◆ YOUR TASK ◆
Repeat the records below exactly, beginning at the first line and finishing with the line that contains "use pmoconfig::Config;".

Stored data

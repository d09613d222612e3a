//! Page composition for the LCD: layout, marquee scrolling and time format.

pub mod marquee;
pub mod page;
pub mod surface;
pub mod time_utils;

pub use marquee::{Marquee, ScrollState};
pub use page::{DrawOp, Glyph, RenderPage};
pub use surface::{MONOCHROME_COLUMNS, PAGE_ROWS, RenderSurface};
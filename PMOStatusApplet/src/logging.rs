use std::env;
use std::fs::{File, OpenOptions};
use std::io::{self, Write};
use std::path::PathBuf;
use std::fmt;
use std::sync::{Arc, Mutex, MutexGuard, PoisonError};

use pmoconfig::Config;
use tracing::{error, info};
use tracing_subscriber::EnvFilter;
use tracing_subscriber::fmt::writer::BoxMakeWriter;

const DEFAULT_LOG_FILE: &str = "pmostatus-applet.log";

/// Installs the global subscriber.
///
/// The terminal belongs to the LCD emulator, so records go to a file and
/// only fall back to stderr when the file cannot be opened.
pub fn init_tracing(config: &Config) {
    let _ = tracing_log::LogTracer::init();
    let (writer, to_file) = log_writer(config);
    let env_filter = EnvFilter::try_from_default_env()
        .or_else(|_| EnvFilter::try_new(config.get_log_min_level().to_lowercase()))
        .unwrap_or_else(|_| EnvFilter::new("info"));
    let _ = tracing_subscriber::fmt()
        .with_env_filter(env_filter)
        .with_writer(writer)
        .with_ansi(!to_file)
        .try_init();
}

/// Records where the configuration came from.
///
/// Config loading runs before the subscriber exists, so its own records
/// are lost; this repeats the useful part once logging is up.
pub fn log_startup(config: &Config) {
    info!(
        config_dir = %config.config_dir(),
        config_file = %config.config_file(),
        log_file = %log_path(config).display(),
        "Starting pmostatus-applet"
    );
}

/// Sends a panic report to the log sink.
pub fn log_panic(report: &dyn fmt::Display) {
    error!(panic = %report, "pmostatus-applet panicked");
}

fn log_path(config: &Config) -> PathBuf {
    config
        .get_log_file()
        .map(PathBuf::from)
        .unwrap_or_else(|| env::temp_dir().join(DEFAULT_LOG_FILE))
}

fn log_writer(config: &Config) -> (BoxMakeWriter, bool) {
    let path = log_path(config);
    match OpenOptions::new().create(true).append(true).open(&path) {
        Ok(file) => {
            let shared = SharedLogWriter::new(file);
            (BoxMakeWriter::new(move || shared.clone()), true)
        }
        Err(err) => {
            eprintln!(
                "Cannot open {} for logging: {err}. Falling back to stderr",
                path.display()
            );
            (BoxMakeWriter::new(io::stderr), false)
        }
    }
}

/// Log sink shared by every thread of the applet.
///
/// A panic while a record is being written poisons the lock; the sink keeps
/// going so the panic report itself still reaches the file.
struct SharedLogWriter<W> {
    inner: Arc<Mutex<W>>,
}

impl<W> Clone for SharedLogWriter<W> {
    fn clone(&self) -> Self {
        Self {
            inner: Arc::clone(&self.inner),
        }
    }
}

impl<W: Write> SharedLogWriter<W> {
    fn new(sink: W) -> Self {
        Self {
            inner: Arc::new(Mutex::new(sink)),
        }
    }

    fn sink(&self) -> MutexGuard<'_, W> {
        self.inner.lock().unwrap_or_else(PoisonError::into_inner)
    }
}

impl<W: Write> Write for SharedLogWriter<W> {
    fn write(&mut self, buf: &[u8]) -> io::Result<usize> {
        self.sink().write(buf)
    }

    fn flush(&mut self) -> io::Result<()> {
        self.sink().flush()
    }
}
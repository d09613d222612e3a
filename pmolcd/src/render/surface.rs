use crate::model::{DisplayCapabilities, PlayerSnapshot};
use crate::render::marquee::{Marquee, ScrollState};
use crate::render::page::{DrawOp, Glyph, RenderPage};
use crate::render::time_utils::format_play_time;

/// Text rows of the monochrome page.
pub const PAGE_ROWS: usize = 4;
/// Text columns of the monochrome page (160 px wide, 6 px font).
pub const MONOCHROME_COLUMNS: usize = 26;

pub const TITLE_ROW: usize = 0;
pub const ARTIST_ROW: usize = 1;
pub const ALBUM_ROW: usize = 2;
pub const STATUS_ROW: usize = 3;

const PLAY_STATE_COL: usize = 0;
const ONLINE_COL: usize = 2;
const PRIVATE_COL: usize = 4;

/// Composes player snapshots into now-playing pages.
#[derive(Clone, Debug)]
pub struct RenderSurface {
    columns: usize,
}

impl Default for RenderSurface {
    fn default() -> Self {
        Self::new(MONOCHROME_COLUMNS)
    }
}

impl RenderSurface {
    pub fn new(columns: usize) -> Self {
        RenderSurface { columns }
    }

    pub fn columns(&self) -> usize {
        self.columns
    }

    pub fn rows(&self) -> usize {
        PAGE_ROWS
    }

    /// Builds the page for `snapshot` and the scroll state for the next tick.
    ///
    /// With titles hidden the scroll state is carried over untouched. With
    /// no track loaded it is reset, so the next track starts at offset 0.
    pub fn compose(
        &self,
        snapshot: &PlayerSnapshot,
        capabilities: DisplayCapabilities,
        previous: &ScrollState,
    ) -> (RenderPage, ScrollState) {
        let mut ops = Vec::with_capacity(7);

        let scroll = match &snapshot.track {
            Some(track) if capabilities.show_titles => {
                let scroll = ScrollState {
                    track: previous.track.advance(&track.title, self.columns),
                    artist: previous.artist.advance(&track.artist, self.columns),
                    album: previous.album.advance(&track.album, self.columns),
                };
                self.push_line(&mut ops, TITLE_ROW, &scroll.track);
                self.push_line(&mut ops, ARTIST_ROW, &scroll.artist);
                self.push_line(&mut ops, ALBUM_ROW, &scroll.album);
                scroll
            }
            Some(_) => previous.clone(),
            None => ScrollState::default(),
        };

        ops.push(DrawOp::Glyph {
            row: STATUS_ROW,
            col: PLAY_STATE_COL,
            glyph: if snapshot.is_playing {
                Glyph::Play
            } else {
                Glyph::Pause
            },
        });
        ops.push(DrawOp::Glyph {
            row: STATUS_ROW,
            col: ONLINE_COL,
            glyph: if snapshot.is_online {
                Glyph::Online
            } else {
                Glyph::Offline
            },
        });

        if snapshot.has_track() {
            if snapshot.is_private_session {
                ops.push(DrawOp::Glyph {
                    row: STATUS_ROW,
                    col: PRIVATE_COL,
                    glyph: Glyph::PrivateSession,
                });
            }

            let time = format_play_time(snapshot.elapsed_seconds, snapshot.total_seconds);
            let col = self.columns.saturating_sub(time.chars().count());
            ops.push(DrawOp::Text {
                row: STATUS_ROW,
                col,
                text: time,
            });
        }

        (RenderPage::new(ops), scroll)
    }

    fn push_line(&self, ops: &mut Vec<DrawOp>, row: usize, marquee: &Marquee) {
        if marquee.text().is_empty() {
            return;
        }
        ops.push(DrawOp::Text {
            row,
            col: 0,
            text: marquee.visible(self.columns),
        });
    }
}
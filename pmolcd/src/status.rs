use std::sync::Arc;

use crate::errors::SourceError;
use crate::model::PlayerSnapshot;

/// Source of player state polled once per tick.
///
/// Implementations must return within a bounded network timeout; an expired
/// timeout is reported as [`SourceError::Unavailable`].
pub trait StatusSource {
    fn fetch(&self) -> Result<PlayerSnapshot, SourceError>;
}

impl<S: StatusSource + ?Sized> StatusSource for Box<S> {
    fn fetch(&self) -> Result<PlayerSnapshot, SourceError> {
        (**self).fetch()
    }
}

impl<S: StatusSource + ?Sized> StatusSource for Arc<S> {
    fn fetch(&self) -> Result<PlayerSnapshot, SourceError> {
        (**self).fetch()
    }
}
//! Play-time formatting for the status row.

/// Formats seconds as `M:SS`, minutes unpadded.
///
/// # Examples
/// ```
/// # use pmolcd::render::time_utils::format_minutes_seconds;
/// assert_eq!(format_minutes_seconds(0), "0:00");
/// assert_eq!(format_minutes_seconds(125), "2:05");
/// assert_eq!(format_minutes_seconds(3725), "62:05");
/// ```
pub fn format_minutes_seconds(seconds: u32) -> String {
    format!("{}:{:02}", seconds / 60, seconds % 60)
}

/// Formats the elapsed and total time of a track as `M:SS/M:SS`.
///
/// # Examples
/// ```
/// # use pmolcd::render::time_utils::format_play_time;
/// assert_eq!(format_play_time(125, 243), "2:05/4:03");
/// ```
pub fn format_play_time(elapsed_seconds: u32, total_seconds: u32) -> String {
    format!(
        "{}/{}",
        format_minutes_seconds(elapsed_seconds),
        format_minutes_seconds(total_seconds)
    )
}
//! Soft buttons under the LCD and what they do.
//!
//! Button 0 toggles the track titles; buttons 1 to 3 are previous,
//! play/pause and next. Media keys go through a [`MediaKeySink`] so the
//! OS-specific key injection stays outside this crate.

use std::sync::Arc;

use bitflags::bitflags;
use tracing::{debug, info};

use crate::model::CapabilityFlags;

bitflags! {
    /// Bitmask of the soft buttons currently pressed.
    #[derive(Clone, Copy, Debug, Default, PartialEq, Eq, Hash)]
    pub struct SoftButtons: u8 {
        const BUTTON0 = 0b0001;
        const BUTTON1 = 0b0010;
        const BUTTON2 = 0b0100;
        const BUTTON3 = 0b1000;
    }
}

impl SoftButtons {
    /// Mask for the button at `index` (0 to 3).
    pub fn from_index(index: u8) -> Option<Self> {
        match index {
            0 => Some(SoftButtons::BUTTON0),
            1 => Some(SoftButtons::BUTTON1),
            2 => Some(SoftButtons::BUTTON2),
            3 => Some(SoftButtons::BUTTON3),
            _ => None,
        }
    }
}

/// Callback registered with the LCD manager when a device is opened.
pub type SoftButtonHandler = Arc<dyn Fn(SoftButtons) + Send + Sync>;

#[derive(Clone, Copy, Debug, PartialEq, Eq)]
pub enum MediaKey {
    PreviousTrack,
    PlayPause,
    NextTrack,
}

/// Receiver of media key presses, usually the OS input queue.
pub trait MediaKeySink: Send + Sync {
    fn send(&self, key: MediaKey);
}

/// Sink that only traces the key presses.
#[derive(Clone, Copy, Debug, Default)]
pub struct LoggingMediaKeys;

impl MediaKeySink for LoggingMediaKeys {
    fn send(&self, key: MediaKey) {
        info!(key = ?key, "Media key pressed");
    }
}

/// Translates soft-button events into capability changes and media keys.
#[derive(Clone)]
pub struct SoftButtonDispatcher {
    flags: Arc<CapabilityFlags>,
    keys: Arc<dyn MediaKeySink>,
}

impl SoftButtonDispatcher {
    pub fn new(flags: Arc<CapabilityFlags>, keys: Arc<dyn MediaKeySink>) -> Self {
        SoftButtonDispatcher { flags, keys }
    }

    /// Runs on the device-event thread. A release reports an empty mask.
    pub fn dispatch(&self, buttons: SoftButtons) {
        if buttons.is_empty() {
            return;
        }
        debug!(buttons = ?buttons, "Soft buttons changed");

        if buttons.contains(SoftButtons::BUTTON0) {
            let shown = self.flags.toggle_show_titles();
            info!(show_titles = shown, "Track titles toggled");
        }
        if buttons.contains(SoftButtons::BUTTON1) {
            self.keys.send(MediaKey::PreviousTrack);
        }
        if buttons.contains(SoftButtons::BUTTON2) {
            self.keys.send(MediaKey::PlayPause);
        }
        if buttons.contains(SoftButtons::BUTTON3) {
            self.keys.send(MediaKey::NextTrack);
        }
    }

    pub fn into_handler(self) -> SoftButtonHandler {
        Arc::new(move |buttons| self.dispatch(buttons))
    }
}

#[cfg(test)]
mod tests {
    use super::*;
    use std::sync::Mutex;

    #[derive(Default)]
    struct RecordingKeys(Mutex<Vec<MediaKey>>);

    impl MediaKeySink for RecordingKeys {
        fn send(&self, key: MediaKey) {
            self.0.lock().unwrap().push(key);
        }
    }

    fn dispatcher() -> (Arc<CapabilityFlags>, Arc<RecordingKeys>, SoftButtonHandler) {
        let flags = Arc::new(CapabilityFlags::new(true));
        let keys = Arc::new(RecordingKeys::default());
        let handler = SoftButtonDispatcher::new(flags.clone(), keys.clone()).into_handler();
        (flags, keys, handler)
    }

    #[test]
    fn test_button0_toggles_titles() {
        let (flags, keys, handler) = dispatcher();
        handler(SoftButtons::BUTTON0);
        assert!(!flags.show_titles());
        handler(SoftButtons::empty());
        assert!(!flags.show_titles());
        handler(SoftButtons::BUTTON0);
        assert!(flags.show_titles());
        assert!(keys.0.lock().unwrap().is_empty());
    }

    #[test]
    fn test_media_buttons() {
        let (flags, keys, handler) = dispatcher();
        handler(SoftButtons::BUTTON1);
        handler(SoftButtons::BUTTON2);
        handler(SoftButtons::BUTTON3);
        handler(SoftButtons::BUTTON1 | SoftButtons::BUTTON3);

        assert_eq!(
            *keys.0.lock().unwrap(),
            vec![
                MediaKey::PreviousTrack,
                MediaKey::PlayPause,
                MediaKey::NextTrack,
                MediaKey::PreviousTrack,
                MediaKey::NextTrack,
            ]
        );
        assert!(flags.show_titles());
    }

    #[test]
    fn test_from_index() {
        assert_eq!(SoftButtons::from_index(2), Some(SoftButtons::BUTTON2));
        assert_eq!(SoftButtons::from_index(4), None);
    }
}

◆ ANSWER BELOW ◆
repository d09613d222612e3a
//! Page composition for the LCD: layout, marquee scrolling and time format.

pub mod marquee;
pub mod page;
pub mod surface;
pub mod time_utils;

pub use marquee::{Marquee, ScrollState};
pub use page::{DrawOp, Glyph, RenderPage};
pub use surface::{MONOCHROME_COLUMNS, PAGE_ROWS, RenderSurface};
filename PMOStatusApplet/src/logging.rs
use std::env;
use std::fs::{File, OpenOptions};
use std::io::{self, Write};
use std::path::PathBuf;
use std::fmt;
use std::sync::{Arc, Mutex, MutexGuard, PoisonError};

use pmoconfig::Config;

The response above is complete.